Access control – does the requestor have the correct role-based access privileges to entitle them to read (or even update) that specific information

Federation and single sign-in – the underlying information accessed via EPCIS may be fragmented not only across a supply chain, but also within a company, across several underlying systems.

Web services security is developing and much of the current interest is around XML Digital Signatures, which allow both the sender and receiver to mutually authenticate that they are conversing with each other. Regarding access control, technologies such as XACL and XACML (XML Access Control Markup Langauge) allow fine-grained policies to be defined about which roles are allowed read / update permission to particular subsets of data. For federation, technologies such as SAML (Security Assertion Markup Language) allow different systems to exchange tokens which confirm that a particular user has the right to access particular information.
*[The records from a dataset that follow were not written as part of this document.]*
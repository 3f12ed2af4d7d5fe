//! List-with-actions modal machine.
//!
//! A vertical list of existing entries, a "new item" button, and Cancel.
//! Enter on a list entry arms a delete confirmation; pressing Enter on the
//! same entry again inside the confirmation window deletes it. Used by the
//! request manager.

use crate::modal::ModalLocalFocus;
use std::time::{Duration, Instant};
use tracing::debug;

#[derive(Debug, Clone, PartialEq, Eq)]
pub enum ListOutcome {
    Consumed,
    Cancelled,
    /// Open the child modal that creates a new entry.
    NewItem,
    /// Deletion confirmation started for the entry.
    ConfirmArmed(usize),
    Deleted(usize),
}

#[derive(Debug, Clone, Copy, PartialEq, Eq)]
struct PendingConfirm {
    index: usize,
    armed_at: Instant,
}

#[derive(Debug)]
pub struct ListActions {
    len: usize,
    pub focus: ModalLocalFocus,
    pending: Option<PendingConfirm>,
    confirm_window: Duration,
}

impl ListActions {
    pub fn new(len: usize, confirm_window: Duration) -> Self {
        let focus = if len > 0 {
            ModalLocalFocus::List(0)
        } else {
            ModalLocalFocus::NewItemButton
        };
        Self {
            len,
            focus,
            pending: None,
            confirm_window,
        }
    }

    pub fn len(&self) -> usize {
        self.len
    }

    pub fn is_empty(&self) -> bool {
        self.len == 0
    }

    pub fn pending_confirm(&self) -> Option<usize> {
        self.pending.map(|p| p.index)
    }

    /// Remaining confirmation time, for the countdown label.
    pub fn confirm_remaining(&self, now: Instant) -> Option<Duration> {
        let pending = self.pending?;
        self.confirm_window.checked_sub(now.duration_since(pending.armed_at))
    }

    /// Called on every app tick; reverts an expired confirmation.
    pub fn tick(&mut self, now: Instant) {
        if let Some(p) = self.pending {
            if now.duration_since(p.armed_at) >= self.confirm_window {
                debug!(index = p.index, "delete confirmation expired");
                self.pending = None;
            }
        }
    }

    /// An entry was removed or added externally; clamp focus and reset any
    /// pending confirmation.
    pub fn set_len(&mut self, len: usize) {
        self.len = len;
        self.pending = None;
        if let ModalLocalFocus::List(i) = self.focus {
            self.focus = if len == 0 {
                ModalLocalFocus::NewItemButton
            } else {
                ModalLocalFocus::List(i.min(len - 1))
            };
        }
    }

    pub fn up(&mut self, _now: Instant) -> ListOutcome {
        let next = match self.focus {
            ModalLocalFocus::List(i) if i > 0 => ModalLocalFocus::List(i - 1),
            ModalLocalFocus::CancelButton | ModalLocalFocus::NewItemButton if self.len > 0 => {
                ModalLocalFocus::List(self.len - 1)
            }
            other => other,
        };
        self.move_focus(next)
    }

    pub fn down(&mut self, _now: Instant) -> ListOutcome {
        let next = match self.focus {
            ModalLocalFocus::List(i) if i + 1 < self.len => ModalLocalFocus::List(i + 1),
            ModalLocalFocus::List(_) => ModalLocalFocus::CancelButton,
            other => other,
        };
        self.move_focus(next)
    }

    pub fn left(&mut self, _now: Instant) -> ListOutcome {
        if self.focus == ModalLocalFocus::NewItemButton {
            return self.move_focus(ModalLocalFocus::CancelButton);
        }
        ListOutcome::Consumed
    }

    pub fn right(&mut self, _now: Instant) -> ListOutcome {
        if self.focus == ModalLocalFocus::CancelButton {
            return self.move_focus(ModalLocalFocus::NewItemButton);
        }
        ListOutcome::Consumed
    }

    pub fn enter(&mut self, now: Instant) -> ListOutcome {
        match self.focus {
            ModalLocalFocus::List(i) => {
                if let Some(p) = self.pending {
                    if p.index == i && now.duration_since(p.armed_at) < self.confirm_window {
                        self.pending = None;
                        return ListOutcome::Deleted(i);
                    }
                }
                // First press, a different entry, or an expired window all
                // arm a fresh confirmation.
                self.pending = Some(PendingConfirm { index: i, armed_at: now });
                ListOutcome::ConfirmArmed(i)
            }
            ModalLocalFocus::NewItemButton => ListOutcome::NewItem,
            ModalLocalFocus::CancelButton => ListOutcome::Cancelled,
            _ => ListOutcome::Consumed,
        }
    }

    /// Any focus movement disarms a pending confirmation.
    fn move_focus(&mut self, next: ModalLocalFocus) -> ListOutcome {
        if next != self.focus {
            self.pending = None;
        }
        self.focus = next;
        ListOutcome::Consumed
    }
}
8.Coordination role by client applications

Of course, the EPCIS proposed at this stage has neither any artificial intelligence built in, nor does it attempt to proxy requests to other EPCIS instances on behalf of the client making the request. EPCIS can usually only provide access to data that it can access locally. It is the role of client applications to break down complex queries which need to contact multiple EPCIS services and to co-ordinate the sequence of queries and combination of the results. This is completely analogous to the way that a web browser client may request a web page, which itself contains images held on different webservers – in this case, the client application (web browser) needs to separately retrieve those images from the other webservers, in order to build up the full picture for the web page. Furthermore, the instance-level data is fragmented across the unique supply chain path followed by each individual object. For example, a distribution company may hold records of the temperature history of perishable goods while in transit. The Object Name Service (ONS) does not provide serial-level pointers to EPCIS, nor is the DNS technology on which it is based suitable for dynamically updated serial-level pointers

across the supply chain. The EPCIS Discovery Service provides a mechanism for each custodian to update a registry, so that each can indicate on a per-EPC basis that they hold some data related to a particular EPC. This is what was formerly known as ‘Dynamic ONS’ or the custodian sequence registry. There are of course opportunities for the registry to not only hold a list of EPCIS URLs for a given EPC – but also associated timestamps or even a flag to indicate whether an individual serialised object is marked for recall, thus enabling more pro-active finer-grained product recalls, even before the recalled objects have reached the end of their supply chain paths.

9.Our latest prototypes

We have developed prototypes of the PML Server/Service for over two years. Our latest prototypes are implemented using the Java Web Services Development Pack (JWSDP 1.3) from Sun Microsystems, together with a PostgreSQL relational database for storing the underlying data. After writing get…() and set…() methods to query and update the timestamped relations. we then use the JAXRPC tools to automatically generate the WSDL files which describe the web service – and also in the client-side code which accesses our prototypes of EPCIS and the EPCIS Discovery Service. We have developed web page interfaces for viewing the tables of relationships. These display both the current state and historical trace of relationships for Observations, Measurements, Containment and Transactions.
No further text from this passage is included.